Engineering carbon nanomaterials for stem cell-based tissue engineering

Abstract

Recent advances in creating carbon nanomaterials and their derivatives have led to several opportunities in biomedical research and clinical applications. The current and most promising biomedical applications of carbon nanomaterials such as carbon nanotubes and graphene includes but are not limited to tissue engineering and regenerative medicine. Owing to their unique intrinsic physical and chemical properties, they have been engineered by different methods to develop suitable two-dimensional and three-dimensional scaffolds. Such biocompatible nanostructured scaffolds were found to sustain growth, proliferation, and adhesion of different stem cells. While some of these scaffolds were found to accelerate the osteogenic, neurogenic, and adipogenic differentiation of various stem cells in the presence of specific medium, some scaffolds have been reported to support spontaneous differentiation of the stem cells into specific adult tissues even in normal medium.
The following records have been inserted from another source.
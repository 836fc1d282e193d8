//! Tiled JSON map structures

use std::path::Path;

use serde::Deserialize;

use super::{LevelError, ShapeProperties};
use crate::foundation::math::Vec2;

/// A tile map: the ordered list of its layers
#[derive(Debug, Clone, Default, Deserialize)]
pub struct TileMap {
    /// Map layers in document order
    #[serde(default)]
    pub layers: Vec<MapLayer>,
}

impl TileMap {
    /// Parse a map from Tiled JSON text
    pub fn from_json_str(json: &str) -> Result<Self, LevelError> {
        Ok(serde_json::from_str(json)?)
    }

    /// Load a map from a Tiled JSON file
    pub fn from_json_file<P: AsRef<Path>>(path: P) -> Result<Self, LevelError> {
        let contents = std::fs::read_to_string(path)?;
        Self::from_json_str(&contents)
    }

    /// First object layer with the given name
    pub fn object_layer(&self, name: &str) -> Option<&MapLayer> {
        self.layers
            .iter()
            .find(|layer| layer.layer_type == LayerType::ObjectGroup && layer.name == name)
    }
}

/// Kind of a map layer
#[derive(Debug, Clone, Copy, PartialEq, Eq, Deserialize)]
#[serde(rename_all = "lowercase")]
pub enum LayerType {
    /// Layer of free-form objects
    ObjectGroup,
    /// Grid of tiles
    TileLayer,
    /// Single image
    ImageLayer,
    /// Layer grouping other layers
    Group,
    /// Any layer type this crate does not know about
    #[serde(other)]
    Other,
}

/// One layer of a map
#[derive(Debug, Clone, Deserialize)]
pub struct MapLayer {
    /// Layer name as shown in the editor
    #[serde(default)]
    pub name: String,

    /// Layer kind
    #[serde(rename = "type")]
    pub layer_type: LayerType,

    /// Objects of an object layer (empty for other kinds)
    #[serde(default)]
    pub objects: Vec<MapObject>,
}

impl MapLayer {
    /// Object layer with the given name and objects
    pub fn object_group(name: impl Into<String>, objects: Vec<MapObject>) -> Self {
        Self {
            name: name.into(),
            layer_type: LayerType::ObjectGroup,
            objects,
        }
    }
}

/// Polygon or polyline point, relative to its object's origin
#[derive(Debug, Clone, Copy, PartialEq, Default, Deserialize)]
pub struct MapPoint {
    /// Horizontal offset
    pub x: f32,
    /// Vertical offset
    pub y: f32,
}

impl From<MapPoint> for Vec2 {
    fn from(point: MapPoint) -> Self {
        Vec2::new(point.x, point.y)
    }
}

/// A placed object of an object layer
#[derive(Debug, Clone, Default, Deserialize)]
pub struct MapObject {
    /// Unique object id within the map
    #[serde(default)]
    pub id: u32,

    /// Object name
    #[serde(default)]
    pub name: String,

    /// Origin x
    #[serde(default)]
    pub x: f32,

    /// Origin y
    #[serde(default)]
    pub y: f32,

    /// Rectangle width
    #[serde(default)]
    pub width: f32,

    /// Rectangle height
    #[serde(default)]
    pub height: f32,

    /// Clockwise rotation about the origin, in degrees
    #[serde(default)]
    pub rotation: f32,

    /// Polygon vertices relative to the origin
    #[serde(default)]
    pub polygon: Option<Vec<MapPoint>>,

    /// Polyline vertices relative to the origin
    #[serde(default)]
    pub polyline: Option<Vec<MapPoint>>,

    /// Marks an ellipse object
    #[serde(default)]
    pub ellipse: bool,

    /// Marks a point object
    #[serde(default)]
    pub point: bool,

    /// Tile reference of a tile object
    #[serde(default)]
    pub gid: Option<u32>,

    /// Text payload of a text object
    #[serde(default)]
    pub text: Option<serde_json::Value>,

    /// Custom properties
    #[serde(default)]
    pub properties: ShapeProperties,
}

/// Classification of a map object by the markers it carries
#[derive(Debug, Clone, Copy, PartialEq)]
pub enum ObjectKind<'a> {
    /// Explicit polygon
    Polygon(&'a [MapPoint]),
    /// Rectangle (no other marker), possibly rotated
    Rectangle,
    /// Open polyline
    Polyline,
    /// Ellipse
    Ellipse,
    /// Point
    Point,
    /// Tile object
    Tile,
    /// Text box
    Text,
}

impl MapObject {
    /// Rectangle object at `(x, y)`
    pub fn rectangle(x: f32, y: f32, width: f32, height: f32) -> Self {
        Self {
            x,
            y,
            width,
            height,
            ..Self::default()
        }
    }

    /// Polygon object with origin `(x, y)`
    pub fn polygon(x: f32, y: f32, points: &[(f32, f32)]) -> Self {
        Self {
            x,
            y,
            polygon: Some(points.iter().map(|&(x, y)| MapPoint { x, y }).collect()),
            ..Self::default()
        }
    }

    /// Replace the custom properties
    pub fn with_properties(mut self, properties: ShapeProperties) -> Self {
        self.properties = properties;
        self
    }

    /// Set the rotation in degrees
    pub fn with_rotation(mut self, degrees: f32) -> Self {
        self.rotation = degrees;
        self
    }

    /// Classify the object
    pub fn kind(&self) -> ObjectKind<'_> {
        if let Some(points) = &self.polygon {
            ObjectKind::Polygon(points)
        } else if self.polyline.is_some() {
            ObjectKind::Polyline
        } else if self.ellipse {
            ObjectKind::Ellipse
        } else if self.point {
            ObjectKind::Point
        } else if self.gid.is_some() {
            ObjectKind::Tile
        } else if self.text.is_some() {
            ObjectKind::Text
        } else {
            ObjectKind::Rectangle
        }
    }
}

#[cfg(test)]
mod tests {
    use super::*;
    use crate::level::Side;

    const MAP: &str = r#"{
        "width": 10,
        "height": 10,
        "layers": [
            { "type": "tilelayer", "name": "ground", "data": [0, 1, 2] },
            {
                "type": "objectgroup",
                "name": "collision",
                "objects": [
                    { "id": 1, "x": 0, "y": 100, "width": 100, "height": 10, "rotation": 0,
                      "properties": { "bounce": 0.5 } },
                    { "id": 2, "x": 10, "y": 10, "width": 0, "height": 0, "rotation": 0,
                      "polygon": [ { "x": 0, "y": 0 }, { "x": 10, "y": 0 }, { "x": 0, "y": 10 } ],
                      "properties": [ { "name": "collideOnly", "type": "string", "value": "down" } ] },
                    { "id": 3, "x": 0, "y": 0, "polyline": [ { "x": 0, "y": 0 }, { "x": 5, "y": 5 } ] },
                    { "id": 4, "x": 0, "y": 0, "width": 8, "height": 8, "ellipse": true },
                    { "id": 5, "x": 0, "y": 0, "width": 16, "height": 16, "gid": 7 },
                    { "id": 6, "x": 0, "y": 0, "width": 40, "height": 12, "text": { "text": "hi" } },
                    { "id": 7, "x": 3, "y": 3, "point": true }
                ]
            },
            { "type": "imagelayer", "name": "sky" },
            { "type": "fancylayer", "name": "future" }
        ]
    }"#;

    #[test]
    fn test_parse_map() {
        let map = TileMap::from_json_str(MAP).unwrap();
        assert_eq!(map.layers.len(), 4);
        assert_eq!(map.layers[0].layer_type, LayerType::TileLayer);
        assert_eq!(map.layers[3].layer_type, LayerType::Other);

        let layer = map.object_layer("collision").unwrap();
        assert_eq!(layer.objects.len(), 7);
        assert!(map.object_layer("ground").is_none());
        assert!(map.object_layer("missing").is_none());
    }

    #[test]
    fn test_object_kinds() {
        let map = TileMap::from_json_str(MAP).unwrap();
        let objects = &map.object_layer("collision").unwrap().objects;
        assert_eq!(objects[0].kind(), ObjectKind::Rectangle);
        assert!(matches!(objects[1].kind(), ObjectKind::Polygon(points) if points.len() == 3));
        assert_eq!(objects[2].kind(), ObjectKind::Polyline);
        assert_eq!(objects[3].kind(), ObjectKind::Ellipse);
        assert_eq!(objects[4].kind(), ObjectKind::Tile);
        assert_eq!(objects[5].kind(), ObjectKind::Text);
        assert_eq!(objects[6].kind(), ObjectKind::Point);
    }

    #[test]
    fn test_properties_in_both_encodings() {
        let map = TileMap::from_json_str(MAP).unwrap();
        let objects = &map.object_layer("collision").unwrap().objects;
        assert_eq!(objects[0].properties.bounce, Some(0.5));
        assert_eq!(objects[0].properties.collide_only, None);
        assert_eq!(objects[1].properties.collide_only, Some(Side::Down));
        assert_eq!(objects[2].properties, ShapeProperties::default());
    }

    #[test]
    fn test_invalid_json_is_parse_error() {
        assert!(matches!(TileMap::from_json_str("{ layers: "), Err(LevelError::Parse(_))));
    }

    #[test]
    fn test_missing_file_is_io_error() {
        let result = TileMap::from_json_file("/definitely/not/here/map.json");
        assert!(matches!(result, Err(LevelError::Io(_))));
    }
}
Several underlying mechanisms such as nanotopography, preconcentration of growth factors, electrostatic and chemical interactions have been proposed for such behavior of stem cells growing on different carbon nanomaterial-based scaffolds. Above results indicate them as excellent nanoplatforms for tissue engineering and stem cell-based regenerative medicine. However, most of these literature reports consist only of in vitro studies with specific stem cells. Therefore, sufficient in vivo studies together with relevant toxicity and biocompatibility data are necessary for their future application as an implantable tissue engineering material.